Now back in 1996 there was literally zero support for med students with mental illness challenges. Almost every time he had to undergo a short hospitalization, he was forced to restart the program from the beginning. He was vilified and penalized. Even though he was in the top 3% of his undergrad class, and had ridiculous potential, he was eventually kicked out. A few weeks later he took his own life.

We aren’t under any pretensions that his status as a med student caused his suicide. Mental illness isn’t that cut and dried. But intolerance from his school in the field that he loved did not help.

Their lack of acknowledgement sat with us for years. And then decades. Until my Mom wrote an uncharacteristically blunt and heartbreaking letter to the current administration outlining the poor behaviour of the faculty and the shoddy treatment of the mentally ill students at the school.
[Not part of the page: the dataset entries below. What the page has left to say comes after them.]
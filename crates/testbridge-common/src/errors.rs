use std::fmt;
use std::path::PathBuf;

#[derive(Debug, thiserror::Error)]
pub enum ConfigError {
    #[error("config file not found: {0}")]
    FileNotFound(PathBuf),

    #[error("config parse error: {0}")]
    ParseError(String),

    #[error("config validation error: {0}")]
    ValidationError(String),
}

/// A single category name that the resolver does not know.
#[derive(Debug, Clone, PartialEq, Eq, thiserror::Error)]
pub enum ResolveError {
    #[error("category not found: {0}")]
    NotFound(String),
}

/// Every category name in a list that failed to resolve, in encounter order.
#[derive(Debug, Clone, PartialEq, Eq)]
pub struct CategoryResolutionError {
    missing: Vec<String>,
}

impl CategoryResolutionError {
    pub fn new(missing: Vec<String>) -> Self {
        Self { missing }
    }

    pub fn missing(&self) -> &[String] {
        &self.missing
    }
}

impl fmt::Display for CategoryResolutionError {
    fn fmt(&self, f: &mut fmt::Formatter<'_>) -> fmt::Result {
        write!(
            f,
            "the following category classes could not be found: {}",
            self.missing.join(",")
        )
    }
}

impl std::error::Error for CategoryResolutionError {}

#[derive(Debug, thiserror::Error)]
pub enum OptionsError {
    #[error("no argument given after {0}")]
    MissingArgument(String),

    #[error(transparent)]
    CategoryResolution(#[from] CategoryResolutionError),
}

#[derive(Debug, thiserror::Error)]
pub enum TestBridgeError {
    #[error(transparent)]
    Options(#[from] OptionsError),

    #[error(transparent)]
    Config(#[from] ConfigError),

    #[error(transparent)]
    Io(#[from] std::io::Error),

    #[error("invalid arguments: {0}")]
    Usage(String),

    #[error("{0}")]
    Other(String),
}
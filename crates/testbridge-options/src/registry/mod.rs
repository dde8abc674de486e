//! Category registry: the set of categories a test run may name.
//!
//! Declared in TOML, one `[[category]]` table per category:
//!
//! ```toml
//! [[category]]
//! name = "com.example.Slow"
//! extends = ["com.example.Tagged"]
//!
//! [[category]]
//! name = "com.example.Tagged"
//! ```

mod loader;

#[cfg(test)]
mod tests;

pub use loader::{from_toml_str, load_from_path};

use serde::Deserialize;
use std::collections::{BTreeMap, BTreeSet, HashMap};

use testbridge_common::{ConfigError, ResolveError};

use crate::categories::{CategoryHandle, TypeResolver};

/// Raw registry file contents.
#[derive(Debug, Clone, Default, Deserialize)]
#[serde(deny_unknown_fields)]
pub struct RegistryFile {
    #[serde(default, rename = "category")]
    pub categories: Vec<CategoryDecl>,
}

#[derive(Debug, Clone, Deserialize)]
#[serde(deny_unknown_fields)]
pub struct CategoryDecl {
    pub name: String,
    #[serde(default)]
    pub extends: Vec<String>,
}

/// Resolves category names declared in a [`RegistryFile`].
#[derive(Debug, Clone, Default)]
pub struct CategoryRegistry {
    handles: HashMap<String, CategoryHandle>,
}

impl CategoryRegistry {
    /// A registry that resolves nothing.
    pub fn empty() -> Self {
        Self::default()
    }

    /// Validate declarations and precompute each category's ancestors.
    pub fn from_file(file: RegistryFile) -> Result<Self, ConfigError> {
        validate(&file)?;

        let parents: BTreeMap<&str, &[String]> = file
            .categories
            .iter()
            .map(|decl| (decl.name.as_str(), decl.extends.as_slice()))
            .collect();

        let handles = parents
            .keys()
            .map(|name| {
                let handle = CategoryHandle::with_supertypes(*name, ancestors(name, &parents));
                (name.to_string(), handle)
            })
            .collect();

        Ok(Self { handles })
    }

    pub fn len(&self) -> usize {
        self.handles.len()
    }

    pub fn is_empty(&self) -> bool {
        self.handles.is_empty()
    }
}

impl TypeResolver for CategoryRegistry {
    fn resolve(&self, name: &str) -> Result<CategoryHandle, ResolveError> {
        self.handles
            .get(name)
            .cloned()
            .ok_or_else(|| ResolveError::NotFound(name.to_string()))
    }
}

/// Transitive parents of `name`. Assumes the graph is acyclic.
fn ancestors(name: &str, parents: &BTreeMap<&str, &[String]>) -> BTreeSet<String> {
    let mut found = BTreeSet::new();
    let mut stack: Vec<&str> = vec![name];

    while let Some(current) = stack.pop() {
        for parent in parents.get(current).copied().unwrap_or_default() {
            if found.insert(parent.clone()) {
                stack.push(parent);
            }
        }
    }

    found
}

/// Check a registry file, collecting every problem found.
pub fn validate(file: &RegistryFile) -> Result<(), ConfigError> {
    let mut errors: Vec<String> = Vec::new();
    let mut seen: BTreeSet<&str> = BTreeSet::new();

    for decl in &file.categories {
        if decl.name.trim().is_empty() {
            errors.push("category name must not be empty".into());
            continue;
        }
        if decl.name.contains(',') {
            errors.push(format!("category '{}': name must not contain ','", decl.name));
        }
        if !seen.insert(&decl.name) {
            errors.push(format!("duplicate category '{}'", decl.name));
        }
    }

    for decl in &file.categories {
        for parent in &decl.extends {
            if !seen.contains(parent.as_str()) {
                errors.push(format!(
                    "category '{}' extends undeclared category '{parent}'",
                    decl.name
                ));
            }
        }
    }

    if let Some(name) = find_cycle(file) {
        errors.push(format!("category '{name}' is part of an inheritance cycle"));
    }

    if errors.is_empty() {
        Ok(())
    } else {
        Err(ConfigError::ValidationError(errors.join("; ")))
    }
}

/// Name of some category that lies on an inheritance cycle, if any.
fn find_cycle(file: &RegistryFile) -> Option<&str> {
    #[derive(Clone, Copy, PartialEq)]
    enum Mark {
        Visiting,
        Done,
    }

    fn visit<'a>(
        name: &'a str,
        parents: &HashMap<&'a str, &'a [String]>,
        marks: &mut HashMap<&'a str, Mark>,
    ) -> Option<&'a str> {
        match marks.get(name) {
            Some(Mark::Done) => return None,
            Some(Mark::Visiting) => return Some(name),
            None => {}
        }
        marks.insert(name, Mark::Visiting);
        for parent in parents.get(name).copied().unwrap_or_default() {
            if let Some(hit) = visit(parent, parents, marks) {
                return Some(hit);
            }
        }
        marks.insert(name, Mark::Done);
        None
    }

    let parents: HashMap<&str, &[String]> = file
        .categories
        .iter()
        .map(|decl| (decl.name.as_str(), decl.extends.as_slice()))
        .collect();
    let mut marks = HashMap::new();

    file.categories
        .iter()
        .find_map(|decl| visit(&decl.name, &parents, &mut marks))
}
mod cli;
mod report;

use std::collections::HashMap;
use std::path::PathBuf;
use std::process::ExitCode;

use testbridge_common::Result;
use testbridge_options::{args, env, resolve_with_registry};
use tracing_subscriber::filter::Directive;
use tracing_subscriber::EnvFilter;

/// Registry location when `--registry` is not given.
const TESTBRIDGE_CATEGORY_REGISTRY: &str = "TESTBRIDGE_CATEGORY_REGISTRY";

const DEFAULT_LOG_DIRECTIVE: &str = "testbridge=info";

fn init_logging(log_level: Option<&str>) {
    let directive: Option<Directive> = log_level
        .and_then(|level| level.parse().ok())
        .or_else(|| DEFAULT_LOG_DIRECTIVE.parse().ok());

    let mut filter = EnvFilter::from_default_env();
    if let Some(directive) = directive {
        filter = filter.add_directive(directive);
    }

    tracing_subscriber::fmt()
        .with_env_filter(filter)
        .with_writer(std::io::stderr)
        .init();
}

fn registry_path(cli: &cli::Args, env_vars: &HashMap<String, String>) -> Option<PathBuf> {
    cli.registry.clone().or_else(|| {
        env_vars
            .get(TESTBRIDGE_CATEGORY_REGISTRY)
            .filter(|v| !v.is_empty())
            .map(PathBuf::from)
    })
}

fn run(env_vars: &HashMap<String, String>, raw_args: &[String]) -> Result<()> {
    // The runner's own flags live in the residue, so they are known before
    // the registry they may point at is loaded.
    let scanned = args::scan(raw_args)?;
    let cli = cli::parse(scanned.unparsed())?;

    init_logging(cli.log_level.as_deref());
    tracing::info!("testbridge v{} starting", env!("CARGO_PKG_VERSION"));

    let registry = registry_path(&cli, env_vars);
    match &registry {
        Some(path) => tracing::info!("using category registry {}", path.display()),
        None => tracing::debug!("no category registry configured"),
    }

    let options = resolve_with_registry(env_vars, scanned, registry.as_deref())?;
    if options.fail_fast() {
        tracing::info!("fail-fast enabled");
    }

    report::Report::new(&options, &cli.targets)
        .write_to(&mut std::io::stdout().lock(), cli.format)
}

fn main() -> ExitCode {
    let env_vars = env::capture();
    let raw_args: Vec<String> = std::env::args().skip(1).collect();

    match run(&env_vars, &raw_args) {
        Ok(()) => ExitCode::SUCCESS,
        Err(e) => {
            tracing::error!("{e}");
            eprintln!("testbridge: {e}");
            ExitCode::from(2)
        }
    }
}

#[cfg(test)]
mod tests {
    use super::*;

    #[test]
    fn registry_flag_wins_over_env() {
        let cli = cli::parse(&["--registry".to_string(), "flag.toml".to_string()]).unwrap();
        let env_vars = HashMap::from([(
            TESTBRIDGE_CATEGORY_REGISTRY.to_string(),
            "env.toml".to_string(),
        )]);
        assert_eq!(registry_path(&cli, &env_vars), Some(PathBuf::from("flag.toml")));
    }

    #[test]
    fn registry_from_env() {
        let cli = cli::parse(&[]).unwrap();
        let env_vars = HashMap::from([(
            TESTBRIDGE_CATEGORY_REGISTRY.to_string(),
            "env.toml".to_string(),
        )]);
        assert_eq!(registry_path(&cli, &env_vars), Some(PathBuf::from("env.toml")));
        assert_eq!(registry_path(&cli, &HashMap::new()), None);
    }

    #[test]
    fn scan_leaves_runner_flags_for_clap() {
        let raw: Vec<String> = ["--test_filter", "Foo", "--format=json", "a.ATest"]
            .iter()
            .map(|s| s.to_string())
            .collect();
        let scanned = args::scan(&raw).unwrap();
        let cli = cli::parse(scanned.unparsed()).unwrap();
        assert_eq!(cli.format, cli::OutputFormat::Json);
        assert_eq!(cli.targets, ["a.ATest"]);
    }

    #[test]
    fn unknown_flags_reach_the_engine_and_the_options() {
        let raw: Vec<String> = ["--some_other_flag", "--test_filter=foo", "positional_value"]
            .iter()
            .map(|s| s.to_string())
            .collect();
        let scanned = args::scan(&raw).unwrap();
        let cli = cli::parse(scanned.unparsed()).unwrap();
        assert_eq!(cli.targets, ["--some_other_flag", "positional_value"]);

        let options = resolve_with_registry(&HashMap::new(), scanned, None).unwrap();
        assert_eq!(options.include_filter(), Some("foo"));
        assert_eq!(options.unparsed_args(), ["--some_other_flag", "positional_value"]);
    }
}
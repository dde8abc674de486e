//! Test runner option parsing.
//!
//! Builds the runner's [`Options`] from the command line and the
//! environment variables set by the build system. Category names given on
//! the command line are resolved through a [`TypeResolver`], usually a
//! [`CategoryRegistry`] loaded from TOML.
//!
//! # Quick Start
//!
//! ```rust
//! use std::collections::HashMap;
//! use testbridge_options::{CategoryRegistry, Options};
//!
//! let env = HashMap::new();
//! let args = ["--test_filter=MyTest", "--verbose"];
//! let options = Options::parse(&env, args, &CategoryRegistry::empty()).unwrap();
//! assert_eq!(options.include_filter(), Some("MyTest"));
//! assert_eq!(options.unparsed_args(), ["--verbose"]);
//! ```

pub mod args;
pub mod categories;
pub mod env;
pub mod options;
pub mod registry;

// Re-export core types for convenience
pub use args::{OptionKey, ScannedArgs};
pub use categories::{
    build_categories_filter, resolve_class_list, CategoryFilter, CategoryHandle,
    CategoryPredicate, TestDescription, TypeResolver,
};
pub use options::Options;
pub use registry::CategoryRegistry;

use std::collections::HashMap;
use std::path::Path;

use testbridge_common::ConfigError;

/// Finish parsing `scanned` with the category registry at `registry_path`,
/// or an empty registry when no path is given.
pub fn resolve_with_registry(
    env_vars: &HashMap<String, String>,
    scanned: ScannedArgs,
    registry_path: Option<&Path>,
) -> testbridge_common::Result<Options> {
    let registry = match registry_path {
        Some(path) => registry::load_from_path(path)?,
        None => CategoryRegistry::empty(),
    };
    Ok(Options::from_scanned(env_vars, scanned, &registry)?)
}

/// Serialize options to a pretty-printed JSON string.
pub fn options_to_json(options: &Options) -> Result<String, ConfigError> {
    serde_json::to_string_pretty(options)
        .map_err(|e| ConfigError::ParseError(format!("failed to serialize options: {e}")))
}
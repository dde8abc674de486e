use std::path::PathBuf;

use clap::error::ErrorKind;
use clap::{Parser, ValueEnum};
use testbridge_common::TestBridgeError;

/// testbridge: resolves test runner options from the build system.
///
/// The `--test_*` flags are consumed before these arguments are parsed.
#[derive(Parser, Debug)]
#[command(name = "testbridge", version, about)]
pub struct Args {
    /// TOML file declaring the known test categories.
    #[arg(long)]
    pub registry: Option<PathBuf>,

    /// Log level override (debug, info, warn, error).
    #[arg(long)]
    pub log_level: Option<String>,

    /// Output format for the resolved options.
    #[arg(long, value_enum, default_value_t = OutputFormat::Text)]
    pub format: OutputFormat,

    /// Test targets and any other arguments, handed to the test engine as-is.
    #[arg(trailing_var_arg = true, allow_hyphen_values = true)]
    pub targets: Vec<String>,
}

#[derive(Debug, Clone, Copy, PartialEq, Eq, ValueEnum)]
pub enum OutputFormat {
    Text,
    Json,
}

/// Parse the arguments left over after option scanning.
///
/// `--help` and `--version` print and exit; other failures are returned.
pub fn parse(residue: &[String]) -> Result<Args, TestBridgeError> {
    let argv = std::iter::once("testbridge").chain(residue.iter().map(String::as_str));
    Args::try_parse_from(argv).or_else(|e| match e.kind() {
        ErrorKind::DisplayHelp | ErrorKind::DisplayVersion => e.exit(),
        _ => Err(TestBridgeError::Usage(e.to_string().trim_end().to_string())),
    })
}
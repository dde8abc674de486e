//! Tests for the category registry.

use super::*;
use crate::categories::build_categories_filter;
use crate::categories::{CategoryPredicate, TestDescription};

const SAMPLE: &str = r#"
[[category]]
name = "com.example.Tagged"

[[category]]
name = "com.example.Slow"
extends = ["com.example.Tagged"]

[[category]]
name = "com.example.VerySlow"
extends = ["com.example.Slow"]

[[category]]
name = "com.example.Flaky"
"#;

#[test]
fn empty_registry_resolves_nothing() {
    let registry = CategoryRegistry::empty();
    assert!(registry.is_empty());
    assert_eq!(
        registry.resolve("com.example.Slow"),
        Err(ResolveError::NotFound("com.example.Slow".into()))
    );
}

#[test]
fn empty_toml_is_an_empty_registry() {
    let registry = from_toml_str("").unwrap();
    assert!(registry.is_empty());
}

#[test]
fn resolves_declared_categories() {
    let registry = from_toml_str(SAMPLE).unwrap();
    assert_eq!(registry.len(), 4);
    let slow = registry.resolve("com.example.Slow").unwrap();
    assert_eq!(slow.name(), "com.example.Slow");
    assert_eq!(slow.supertypes().collect::<Vec<_>>(), ["com.example.Tagged"]);
}

#[test]
fn supertypes_are_transitive() {
    let registry = from_toml_str(SAMPLE).unwrap();
    let very_slow = registry.resolve("com.example.VerySlow").unwrap();
    let tagged = registry.resolve("com.example.Tagged").unwrap();
    assert_eq!(
        very_slow.supertypes().collect::<Vec<_>>(),
        ["com.example.Slow", "com.example.Tagged"]
    );
    assert!(tagged.is_assignable_from(&very_slow));
    assert!(!very_slow.is_assignable_from(&tagged));
}

#[test]
fn lookup_is_case_sensitive() {
    let registry = from_toml_str(SAMPLE).unwrap();
    assert!(registry.resolve("com.example.slow").is_err());
}

#[test]
fn registry_drives_category_filter() {
    let registry = from_toml_str(SAMPLE).unwrap();
    let filter = build_categories_filter(
        &registry,
        Some("com.example.Tagged"),
        Some("com.example.Flaky"),
    )
    .unwrap();

    let very_slow = registry.resolve("com.example.VerySlow").unwrap();
    let flaky = registry.resolve("com.example.Flaky").unwrap();

    assert!(filter.accept(&TestDescription::test("a", vec![very_slow.clone()])));
    assert!(!filter.accept(&TestDescription::test("b", vec![very_slow, flaky])));
}

#[test]
fn registry_reports_every_missing_category() {
    let registry = from_toml_str(SAMPLE).unwrap();
    let err = build_categories_filter(&registry, Some("a.One,com.example.Slow,b.Two"), None)
        .unwrap_err();
    assert_eq!(err.missing(), ["a.One", "b.Two"]);
}

#[test]
fn invalid_toml_is_parse_error() {
    let err = from_toml_str("[[category]\nname = ").unwrap_err();
    assert!(matches!(err, ConfigError::ParseError(_)));
}

#[test]
fn unknown_field_is_parse_error() {
    let err = from_toml_str("[[category]]\nname = \"a\"\nparent = \"b\"\n").unwrap_err();
    assert!(matches!(err, ConfigError::ParseError(_)));
}

#[test]
fn duplicate_names_fail_validation() {
    let err = from_toml_str(
        r#"
[[category]]
name = "a.A"

[[category]]
name = "a.A"
"#,
    )
    .unwrap_err();
    assert!(matches!(err, ConfigError::ValidationError(_)));
    assert!(err.to_string().contains("duplicate category 'a.A'"));
}

#[test]
fn undeclared_parent_fails_validation() {
    let err = from_toml_str(
        r#"
[[category]]
name = "a.A"
extends = ["a.Missing"]
"#,
    )
    .unwrap_err();
    assert!(err
        .to_string()
        .contains("category 'a.A' extends undeclared category 'a.Missing'"));
}

#[test]
fn cycle_fails_validation() {
    let err = from_toml_str(
        r#"
[[category]]
name = "a.A"
extends = ["a.B"]

[[category]]
name = "a.B"
extends = ["a.A"]
"#,
    )
    .unwrap_err();
    assert!(err.to_string().contains("inheritance cycle"));
}

#[test]
fn self_extension_fails_validation() {
    let err = from_toml_str("[[category]]\nname = \"a.A\"\nextends = [\"a.A\"]\n").unwrap_err();
    assert!(err.to_string().contains("'a.A' is part of an inheritance cycle"));
}

#[test]
fn validation_collects_all_errors() {
    let err = from_toml_str(
        r#"
[[category]]
name = ""

[[category]]
name = "a,b"
extends = ["nope"]
"#,
    )
    .unwrap_err();
    let msg = err.to_string();
    assert!(msg.contains("must not be empty"));
    assert!(msg.contains("must not contain ','"));
    assert!(msg.contains("undeclared category 'nope'"));
}

#[test]
fn load_from_missing_path() {
    let path = std::path::PathBuf::from("/tmp/nonexistent_testbridge_registry.toml");
    let err = load_from_path(&path).unwrap_err();
    assert!(matches!(err, ConfigError::FileNotFound(_)));
}

#[test]
fn load_from_file() {
    let dir = tempfile::tempdir().unwrap();
    let path = dir.path().join("categories.toml");
    std::fs::write(&path, SAMPLE).unwrap();

    let registry = load_from_path(&path).unwrap();
    assert_eq!(registry.len(), 4);
    assert!(registry.resolve("com.example.Flaky").is_ok());
}
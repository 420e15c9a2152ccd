// Wire messages for the motor and display command topics.
//
// MotorCommand is the canonical six-field JSON object the robot firmware
// consumes. Telemetry payloads are decoded permissively as opaque JSON;
// the firmware side of that contract is not ours to enforce.

use std::time::{SystemTime, UNIX_EPOCH};

use serde::{Deserialize, Serialize};
use serde_json::Value;
use thiserror::Error;

/// Malformed payload. Never fatal; callers log or discard.
#[derive(Debug, Error)]
pub enum DecodeError {
    #[error("payload is not valid JSON: {0}")]
    Json(#[from] serde_json::Error),
}

/// Velocity command for the differential base.
///
/// The receiver must stop on its own if no command arrives within
/// `deadman_ms` of the previous one; redundant publishing on this side is
/// a mitigation, not a replacement, for that watchdog.
#[derive(Debug, Clone, PartialEq, Serialize, Deserialize)]
pub struct MotorCommand {
    pub v_l: f64,
    pub v_r: f64,
    pub unit: String,
    pub deadman_ms: u32,
    pub seq: u64,
    pub ts_ms: u64,
}

impl MotorCommand {
    pub fn new(v_l: f64, v_r: f64, unit: &str, deadman_ms: u32, seq: u64) -> Self {
        Self {
            v_l,
            v_r,
            unit: unit.to_string(),
            deadman_ms,
            seq,
            ts_ms: now_ms(),
        }
    }

    /// Explicit zero-velocity command.
    pub fn stop(unit: &str, deadman_ms: u32, seq: u64) -> Self {
        Self::new(0.0, 0.0, unit, deadman_ms, seq)
    }

    pub fn is_stop(&self) -> bool {
        self.v_l == 0.0 && self.v_r == 0.0
    }

    pub fn encode(&self) -> Result<Vec<u8>, serde_json::Error> {
        serde_json::to_vec(self)
    }

    /// Strict decode of the six-field schema.
    pub fn decode(bytes: &[u8]) -> Result<Self, DecodeError> {
        Ok(serde_json::from_slice(bytes)?)
    }
}

/// Text for the robot's status display.
#[derive(Debug, Clone, PartialEq, Serialize, Deserialize)]
pub struct OledCommand {
    pub text: String,
    pub ts_ms: u64,
}

impl OledCommand {
    pub fn new(text: &str) -> Self {
        Self {
            text: text.to_string(),
            ts_ms: now_ms(),
        }
    }

    pub fn encode(&self) -> Result<Vec<u8>, serde_json::Error> {
        serde_json::to_vec(self)
    }
}

/// Permissive decode for opaque telemetry payloads (no schema enforced).
pub fn decode_value(bytes: &[u8]) -> Result<Value, DecodeError> {
    Ok(serde_json::from_slice(bytes)?)
}

/// Wall-clock epoch milliseconds used to stamp outgoing commands.
pub fn now_ms() -> u64 {
    SystemTime::now()
        .duration_since(UNIX_EPOCH)
        .map(|d| d.as_millis() as u64)
        .unwrap_or(0)
}

#[cfg(test)]
mod tests {
    use super::*;

    #[test]
    fn test_motor_command_round_trip() {
        let cmd = MotorCommand {
            v_l: 0.125,
            v_r: -0.5,
            unit: "mps".to_string(),
            deadman_ms: 300,
            seq: 42,
            ts_ms: 1_700_000_000_123,
        };
        let bytes = cmd.encode().unwrap();
        let back = MotorCommand::decode(&bytes).unwrap();
        assert_eq!(back, cmd);
    }

    #[test]
    fn test_encoded_fields_are_native_numbers() {
        let cmd = MotorCommand::new(0.1, 0.0, "mps", 300, 7);
        let value: Value = serde_json::from_slice(&cmd.encode().unwrap()).unwrap();
        assert!(value["v_l"].is_number());
        assert!(value["deadman_ms"].is_u64());
        assert!(value["seq"].is_u64());
        assert!(value["ts_ms"].is_u64());
        assert!(value["unit"].is_string());
    }

    #[test]
    fn test_strict_decode_rejects_missing_fields() {
        let err = MotorCommand::decode(br#"{"v_l": 0.1, "v_r": 0.2}"#);
        assert!(err.is_err());
    }

    #[test]
    fn test_decode_garbage_is_error_not_panic() {
        assert!(MotorCommand::decode(b"\xff\xfe not json").is_err());
        assert!(decode_value(b"{truncated").is_err());
    }

    #[test]
    fn test_permissive_decode_accepts_any_shape() {
        let value = decode_value(br#"{"imu": {"gyro": [1, 2, 3]}, "extra": null}"#).unwrap();
        assert!(value["imu"]["gyro"].is_array());
    }

    #[test]
    fn test_stop_has_zero_velocities() {
        let cmd = MotorCommand::stop("mps", 300, 0);
        assert!(cmd.is_stop());
        assert_eq!(cmd.v_l, 0.0);
        assert_eq!(cmd.v_r, 0.0);
    }
}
I am thrilled to report that the response from the university was immediate. She was invited to meet with the highest level of administration. They listened with sympathy, and perhaps more importantly, embarrassment. They took full accountability for the past, and spent hours outlining to us the many ways that the U of T Medical School has taken a near 180 degree turn on their approach to mental illness among students. Leaves of absences, myriad programs and resources, safe and private places to take shelter – all of these may have changed Carey’s direction 20 years ago had they been available. But this is something. Really something.

A few weeks ago, we received a letter from the current administration that the school had donated a park bench to Carey’s memory. It sits in Philosopher’s Walk by The Queen Alexandra Gateway. It is a profoundly appreciated gesture – regardless of history. If you are down at the school, seek it out and sit for a while. It’s worthwhile.